Gladys Evelyn Taylor Cook (August 18, 1929 - May 9, 2009) was a Canadian Dakota elder and activist. Her Dakota names were Topah-hde-win and Wakan-maniwin.

Cook was a native of the Sioux Valley First Nation in Manitoba. At the age of 4, she was sent to a residential school in Elkhorn, Manitoba, where she remained until she was 16. While there, she was forced to deny her heritage. While there, she was raped four times, the first time in 1937. After leaving school she moved to Yankton, South Dakota, to work as a hospital housekeeper. At the end of the Second World War, she worked on a hospital ship ferrying wounded soldiers from Guam and Hawaii to San Diego, California. After her return to Yankton, she married a local, Cliff Cook, also Dakota, in 1950. With him she had three children; he was alcoholic, and beat her and their children, so eventually she left him and moved to Portage la Prairie, Manitoba. There, she worked at another residential school and cleaned local homes. She left her children with family during this time. Cook would become a leader in the Anglican Church. From 1978 until 1996, she coordinated the National Native Alcohol and Drug Abuse Program in Portage la Prairie. She also educated people about the abuses which went on in residential schools and Native Christianity. In 1991, she confronted her rapist at a school reunion, ultimately forgiving him. Cook died in Portage la Prairie.

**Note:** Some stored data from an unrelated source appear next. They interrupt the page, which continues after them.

use std::{process::Stdio, time::Duration};

use anyhow::{Context, Result};
use async_trait::async_trait;
use data_model::{ProvisionRequest, VmId};
use tokio::process::Command;
use tracing::{debug, info};

use crate::provisioner::{ProvisionOutcome, Provisioner, ProvisionerError};

const STDERR_TAIL_LINES: usize = 20;

#[derive(Debug, Clone)]
pub struct CommandProvisionerConfig {
    pub provision_command: String,
    pub destroy_command: String,
    pub timeout: Duration,
}

/// Runs operator-supplied shell commands to create and destroy VMs.
///
/// The provision command gets the request through `THOPTER_*` environment
/// variables and must print the new VM id, or a JSON object with `vm_id` and an
/// optional `machine`, as the last line on stdout.
pub struct CommandProvisioner {
    config: CommandProvisionerConfig,
}

impl CommandProvisioner {
    pub fn new(config: CommandProvisionerConfig) -> Self {
        Self { config }
    }

    async fn run(&self, command_line: &str, envs: Vec<(&str, String)>) -> Result<String> {
        let mut command = Command::new("sh");
        command
            .arg("-c")
            .arg(command_line)
            .envs(envs)
            .stdin(Stdio::null())
            .stdout(Stdio::piped())
            .stderr(Stdio::piped())
            .kill_on_drop(true);

        let child = command.spawn().map_err(|source| ProvisionerError::Spawn {
            command: command_line.to_string(),
            source,
        })?;
        let output = tokio::time::timeout(self.config.timeout, child.wait_with_output())
            .await
            .map_err(|_| ProvisionerError::Timeout {
                command: command_line.to_string(),
                timeout: self.config.timeout,
            })?
            .with_context(|| format!("waiting for `{}`", command_line))?;

        if !output.status.success() {
            let stderr = String::from_utf8_lossy(&output.stderr);
            return Err(ProvisionerError::Failed {
                command: command_line.to_string(),
                status: output.status.to_string(),
                stderr: tail_lines(&stderr, STDERR_TAIL_LINES),
            }
            .into());
        }
        Ok(String::from_utf8_lossy(&output.stdout).into_owned())
    }
}

fn tail_lines(text: &str, count: usize) -> String {
    let lines: Vec<&str> = text.trim_end().lines().collect();
    let start = lines.len().saturating_sub(count);
    lines[start..].join("\n")
}

/// Reads the provision result from the last non-empty stdout line.
pub fn parse_provision_output(stdout: &str) -> Result<ProvisionOutcome, ProvisionerError> {
    let line = stdout
        .lines()
        .map(str::trim)
        .filter(|line| !line.is_empty())
        .last()
        .ok_or(ProvisionerError::MissingVmId)?;

    if line.starts_with('{') {
        let outcome: ProvisionOutcome =
            serde_json::from_str(line).map_err(|err| ProvisionerError::InvalidOutput {
                line: line.to_string(),
                reason: err.to_string(),
            })?;
        if outcome.vm_id.get().is_empty() {
            return Err(ProvisionerError::MissingVmId);
        }
        return Ok(outcome);
    }
    if line.split_whitespace().count() != 1 {
        return Err(ProvisionerError::InvalidOutput {
            line: line.to_string(),
            reason: "expected a single vm id".to_string(),
        });
    }
    Ok(ProvisionOutcome::new(VmId::from(line)))
}

#[async_trait]
impl Provisioner for CommandProvisioner {
    async fn provision(&self, request: &ProvisionRequest) -> Result<ProvisionOutcome> {
        let trigger_json = match &request.trigger {
            Some(trigger) => serde_json::to_string(trigger)?,
            None => String::new(),
        };
        let envs = vec![
            ("THOPTER_REQUEST_ID", request.lifecycle.id.to_string()),
            ("THOPTER_REPOSITORY", request.repository.clone()),
            (
                "THOPTER_TEMPLATE",
                request.template.clone().unwrap_or_default(),
            ),
            ("THOPTER_PROMPT", request.prompt.clone().unwrap_or_default()),
            ("THOPTER_TRIGGER_JSON", trigger_json),
        ];
        debug!(
            request_id = request.lifecycle.id.get(),
            repository = request.repository.as_str(),
            "running provision command"
        );
        let stdout = self.run(&self.config.provision_command, envs).await?;
        let outcome = parse_provision_output(&stdout)?;
        info!(
            request_id = request.lifecycle.id.get(),
            vm_id = outcome.vm_id.get(),
            "provision command finished"
        );
        Ok(outcome)
    }

    async fn destroy(&self, vm_id: &VmId) -> Result<()> {
        debug!(vm_id = vm_id.get(), "running destroy command");
        self.run(
            &self.config.destroy_command,
            vec![("THOPTER_VM_ID", vm_id.to_string())],
        )
        .await?;
        Ok(())
    }
}

#[cfg(test)]
mod tests {
    use data_model::{test_objects::tests::TEST_REPOSITORY, LifecycleState, ProvisionRequestBuilder};

    use super::*;

    fn provisioner(provision: &str, destroy: &str, timeout: Duration) -> CommandProvisioner {
        CommandProvisioner::new(CommandProvisionerConfig {
            provision_command: provision.to_string(),
            destroy_command: destroy.to_string(),
            timeout,
        })
    }

    fn request() -> ProvisionRequest {
        ProvisionRequestBuilder::default()
            .repository(TEST_REPOSITORY.to_string())
            .template(Some("default".to_string()))
            .trigger(None)
            .build(0)
            .unwrap()
    }

    #[test]
    fn test_parse_bare_id() {
        let outcome = parse_provision_output("cloning...\nbooting\n  vm-123  \n\n").unwrap();
        assert_eq!(outcome.vm_id, VmId::from("vm-123"));
        assert!(outcome.machine.is_none());
    }

    #[test]
    fn test_parse_json_output() {
        let stdout = r#"{"vm_id":"m1","machine":{"id":"m1","name":"thopter-m1","lifecycle_state":"started","region":"ord","image":"img","created_at":5}}"#;
        let outcome = parse_provision_output(stdout).unwrap();
        assert_eq!(outcome.vm_id, VmId::from("m1"));
        let machine = outcome.machine.unwrap();
        assert_eq!(machine.lifecycle_state, LifecycleState::Started);
        assert_eq!(machine.created_at, Some(5));
    }

    #[test]
    fn test_parse_rejects_garbage() {
        assert!(matches!(
            parse_provision_output(""),
            Err(ProvisionerError::MissingVmId)
        ));
        assert!(matches!(
            parse_provision_output("machine created ok"),
            Err(ProvisionerError::InvalidOutput { .. })
        ));
        assert!(matches!(
            parse_provision_output("{\"vm\": 1}"),
            Err(ProvisionerError::InvalidOutput { .. })
        ));
    }

    #[test]
    fn test_tail_lines() {
        assert_eq!(tail_lines("a\nb\nc\n", 2), "b\nc");
        assert_eq!(tail_lines("a", 5), "a");
    }

    #[tokio::test]
    async fn test_provision_passes_request_environment() {
        let provisioner = provisioner(
            "echo \"$THOPTER_TEMPLATE-$THOPTER_REQUEST_ID\"",
            "true",
            Duration::from_secs(10),
        );
        let request = request();
        let outcome = provisioner.provision(&request).await.unwrap();
        assert_eq!(
            outcome.vm_id.get(),
            format!("default-{}", request.lifecycle.id)
        );
    }

    #[tokio::test]
    async fn test_failure_carries_stderr_tail() {
        let provisioner = provisioner(
            "echo 'quota exceeded' >&2; exit 3",
            "echo \"gone $THOPTER_VM_ID\"",
            Duration::from_secs(10),
        );
        let err = provisioner.provision(&request()).await.unwrap_err();
        assert!(format!("{:#}", err).contains("quota exceeded"));

        provisioner.destroy(&VmId::from("m1")).await.unwrap();
    }

    #[tokio::test]
    async fn test_command_timeout() {
        let provisioner = provisioner("sleep 5", "sleep 5", Duration::from_millis(100));
        let err = provisioner.destroy(&VmId::from("m1")).await.unwrap_err();
        assert!(matches!(
            err.downcast_ref::<ProvisionerError>(),
            Some(ProvisionerError::Timeout { .. })
        ));
    }
}
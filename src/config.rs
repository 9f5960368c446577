use std::{env, fmt::Debug, net::SocketAddr, path::Path, time::Duration};

use anyhow::{anyhow, Result};
use figment::{
    providers::{Env, Format, Serialized, Yaml},
    Figment,
};
use processor::{CommandProvisionerConfig, ReaperConfig, SchedulerConfig};
use serde::{Deserialize, Serialize};
use state_store::{
    inventory::FlyMachinesConfig,
    naming::FleetNaming,
    FleetStateConfig,
};

use crate::poller::PollerConfig;

const LOCAL_ENV: &str = "local";
const ENV_PREFIX: &str = "THOPTER_";

#[derive(Debug, Clone, Serialize, Deserialize)]
#[serde(default)]
pub struct ServerConfig {
    pub env: String,
    pub instance_id: Option<String>,
    pub listen_addr: String,
    pub structured_logging: bool,
    pub telemetry: TelemetryConfig,
    pub fleet: FleetConfig,
    pub scheduler: SchedulerSettings,
    pub poller: PollerSettings,
    pub provider: ProviderConfig,
    pub provisioner: ProvisionerConfig,
    pub reaper: ReaperSettings,
}

impl Default for ServerConfig {
    fn default() -> Self {
        ServerConfig {
            env: LOCAL_ENV.to_string(),
            instance_id: None,
            listen_addr: "0.0.0.0:8910".to_string(),
            structured_logging: false,
            telemetry: TelemetryConfig::default(),
            fleet: FleetConfig::default(),
            scheduler: SchedulerSettings::default(),
            poller: PollerSettings::default(),
            provider: ProviderConfig::default(),
            provisioner: ProvisionerConfig::default(),
            reaper: ReaperSettings::default(),
        }
    }
}

#[derive(Debug, Clone, Default, Serialize, Deserialize)]
#[serde(default)]
pub struct TelemetryConfig {
    // Export spans over OTLP.
    pub enable_tracing: bool,
    // OpenTelemetry collector grpc endpoint. Defaults to
    // OTEL_EXPORTER_OTLP_ENDPOINT or localhost:4317 when empty.
    pub endpoint: Option<String>,
}

#[derive(Debug, Clone, Serialize, Deserialize)]
#[serde(default)]
pub struct FleetConfig {
    pub fleet_prefix: String,
    pub golden_prefix: String,
    pub reconcile_interval_secs: u64,
    /// Web terminal base URL; the VM id is appended.
    pub terminal_base_url: Option<String>,
}

impl Default for FleetConfig {
    fn default() -> Self {
        let naming = FleetNaming::default();
        Self {
            fleet_prefix: naming.fleet_prefix,
            golden_prefix: naming.golden_prefix,
            reconcile_interval_secs: 30,
            terminal_base_url: None,
        }
    }
}

#[derive(Debug, Clone, Serialize, Deserialize)]
#[serde(default)]
pub struct SchedulerSettings {
    pub max_concurrent_destroys: usize,
    pub max_fleet_capacity: usize,
    pub tick_interval_ms: u64,
    pub request_history: usize,
}

impl Default for SchedulerSettings {
    fn default() -> Self {
        Self {
            max_concurrent_destroys: 5,
            max_fleet_capacity: 10,
            tick_interval_ms: 100,
            request_history: 500,
        }
    }
}

#[derive(Debug, Clone, PartialEq, Eq, Serialize, Deserialize)]
pub struct SourceConfig {
    /// `owner/name` of a GitHub repository.
    pub repository: String,
    /// Only items carrying this label are scanned.
    #[serde(default)]
    pub label: Option<String>,
}

#[derive(Debug, Clone, Serialize, Deserialize)]
#[serde(default)]
pub struct PollerSettings {
    pub enabled: bool,
    pub interval_secs: u64,
    pub command_prefix: String,
    pub overlap_secs: u64,
    pub initial_lookback_secs: u64,
    pub github_api_url: String,
    pub token_env: String,
    pub sources: Vec<SourceConfig>,
}

impl Default for PollerSettings {
    fn default() -> Self {
        Self {
            enabled: true,
            interval_secs: 30,
            command_prefix: "/thopter".to_string(),
            overlap_secs: 300,
            initial_lookback_secs: 24 * 60 * 60,
            github_api_url: "https://api.github.com".to_string(),
            token_env: "GITHUB_TOKEN".to_string(),
            sources: Vec::new(),
        }
    }
}

#[derive(Debug, Clone, Serialize, Deserialize)]
#[serde(default)]
pub struct ProviderConfig {
    pub api_url: String,
    pub app_name: String,
    pub token_env: String,
    pub request_timeout_secs: u64,
}

impl Default for ProviderConfig {
    fn default() -> Self {
        Self {
            api_url: "https://api.machines.dev/v1".to_string(),
            app_name: String::new(),
            token_env: "FLY_API_TOKEN".to_string(),
            request_timeout_secs: 30,
        }
    }
}

#[derive(Debug, Clone, Serialize, Deserialize)]
#[serde(default)]
pub struct ProvisionerConfig {
    pub provision_command: String,
    pub destroy_command: String,
    pub timeout_secs: u64,
}

impl Default for ProvisionerConfig {
    fn default() -> Self {
        Self {
            provision_command: String::new(),
            destroy_command: String::new(),
            timeout_secs: 600,
        }
    }
}

#[derive(Debug, Clone, Serialize, Deserialize)]
#[serde(default)]
pub struct ReaperSettings {
    pub enabled: bool,
    pub interval_secs: u64,
    /// `null` disables the idle timeout.
    pub idle_timeout_secs: Option<u64>,
    /// `null` disables the lifetime limit.
    pub max_lifetime_secs: Option<u64>,
}

impl Default for ReaperSettings {
    fn default() -> Self {
        Self {
            enabled: true,
            interval_secs: 60,
            idle_timeout_secs: Some(60 * 60),
            max_lifetime_secs: Some(24 * 60 * 60),
        }
    }
}

impl ServerConfig {
    pub fn from_path(path: &str) -> Result<ServerConfig> {
        Self::load(Some(Path::new(path)))
    }

    /// Defaults, then the YAML file if given, then `THOPTER_*` environment
    /// variables (`__` separates nested keys).
    pub fn load(path: Option<&Path>) -> Result<ServerConfig> {
        let mut figment = Figment::from(Serialized::defaults(ServerConfig::default()));
        if let Some(path) = path {
            if !path.exists() {
                return Err(anyhow!("config file {} does not exist", path.display()));
            }
            figment = figment.merge(Yaml::file(path));
        }
        let config: ServerConfig = figment
            .merge(Env::prefixed(ENV_PREFIX).split("__"))
            .extract()?;
        config.validate()?;
        Ok(config)
    }

    pub fn validate(&self) -> Result<()> {
        if self.listen_addr.parse::<SocketAddr>().is_err() {
            return Err(anyhow!("invalid listen address: {}", self.listen_addr));
        }
        if self.provider.app_name.trim().is_empty() {
            return Err(anyhow!("provider.app_name is required"));
        }
        if self.provisioner.provision_command.trim().is_empty() {
            return Err(anyhow!("provisioner.provision_command is required"));
        }
        if self.provisioner.destroy_command.trim().is_empty() {
            return Err(anyhow!("provisioner.destroy_command is required"));
        }
        if self.fleet.fleet_prefix.is_empty() || self.fleet.golden_prefix.is_empty() {
            return Err(anyhow!("fleet prefixes must not be empty"));
        }
        if self.scheduler.max_concurrent_destroys == 0 {
            return Err(anyhow!("scheduler.max_concurrent_destroys must be positive"));
        }
        if self.scheduler.max_fleet_capacity == 0 {
            return Err(anyhow!("scheduler.max_fleet_capacity must be positive"));
        }
        if self.scheduler.tick_interval_ms == 0 ||
            self.fleet.reconcile_interval_secs == 0 ||
            self.poller.interval_secs == 0 ||
            self.reaper.interval_secs == 0
        {
            return Err(anyhow!("loop intervals must be positive"));
        }
        let prefix = self.poller.command_prefix.trim();
        if prefix.is_empty() || prefix.split_whitespace().count() != 1 {
            return Err(anyhow!(
                "invalid poller.command_prefix: {:?}",
                self.poller.command_prefix
            ));
        }
        for source in &self.poller.sources {
            let valid = source
                .repository
                .split_once('/')
                .is_some_and(|(owner, name)| {
                    !owner.is_empty() && !name.is_empty() && !name.contains('/')
                });
            if !valid {
                return Err(anyhow!(
                    "invalid poller source repository: {}",
                    source.repository
                ));
            }
        }
        Ok(())
    }

    pub fn instance_id(&self) -> String {
        self.instance_id
            .clone()
            .unwrap_or_else(|| format!("{}-{}", self.env, nanoid::nanoid!(8)))
    }

    pub fn fleet_naming(&self) -> FleetNaming {
        FleetNaming {
            fleet_prefix: self.fleet.fleet_prefix.clone(),
            golden_prefix: self.fleet.golden_prefix.clone(),
        }
    }

    pub fn fleet_state_config(&self) -> FleetStateConfig {
        FleetStateConfig {
            naming: self.fleet_naming(),
            reconcile_interval: Duration::from_secs(self.fleet.reconcile_interval_secs),
        }
    }

    pub fn scheduler_config(&self) -> SchedulerConfig {
        SchedulerConfig {
            max_concurrent_destroys: self.scheduler.max_concurrent_destroys,
            max_fleet_capacity: self.scheduler.max_fleet_capacity,
            tick_interval: Duration::from_millis(self.scheduler.tick_interval_ms),
            request_history: self.scheduler.request_history,
        }
    }

    pub fn reaper_config(&self) -> ReaperConfig {
        ReaperConfig {
            interval: Duration::from_secs(self.reaper.interval_secs),
            idle_timeout: self.reaper.idle_timeout_secs.map(Duration::from_secs),
            max_lifetime: self.reaper.max_lifetime_secs.map(Duration::from_secs),
        }
    }

    pub fn poller_config(&self) -> PollerConfig {
        PollerConfig {
            interval: Duration::from_secs(self.poller.interval_secs),
            command_prefix: self.poller.command_prefix.trim().to_string(),
            overlap: Duration::from_secs(self.poller.overlap_secs),
            initial_lookback: Duration::from_secs(self.poller.initial_lookback_secs),
        }
    }

    pub fn fly_machines_config(&self) -> FlyMachinesConfig {
        FlyMachinesConfig {
            api_url: self.provider.api_url.clone(),
            app_name: self.provider.app_name.clone(),
            token: read_token(&self.provider.token_env),
            request_timeout: Duration::from_secs(self.provider.request_timeout_secs),
        }
    }

    pub fn command_provisioner_config(&self) -> CommandProvisionerConfig {
        CommandProvisionerConfig {
            provision_command: self.provisioner.provision_command.clone(),
            destroy_command: self.provisioner.destroy_command.clone(),
            timeout: Duration::from_secs(self.provisioner.timeout_secs),
        }
    }

    pub fn github_token(&self) -> Option<String> {
        read_token(&self.poller.token_env)
    }
}

fn read_token(var: &str) -> Option<String> {
    env::var(var).ok().filter(|token| !token.is_empty())
}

In her life, Gladys was involved in different activities and with different groups such as: The Crime, Alcohol and Drug Committee; the Youth Justice Committee, the Quest Group Home for Girls, the Women’s Correctional Centre, the Saint Norbert Foundation, the Agassiz Youth Centre. She was a member of the Anglican Church and was always helping Indians who were abused at the residential schools.

== Awards ==
During her life Gladys won multiple awards including the Governor General's Award, the Order of Manitoba, the 125th Anniversary of the Confederation of Canada Medal, the Premier's Volunteer Service Award, the YM/YWCA Woman of Distinction Award, the Manitoba Medical Association Award for Health or Safety Promotion, the Order of Rupertsland and the National Aboriginal Achievement Award.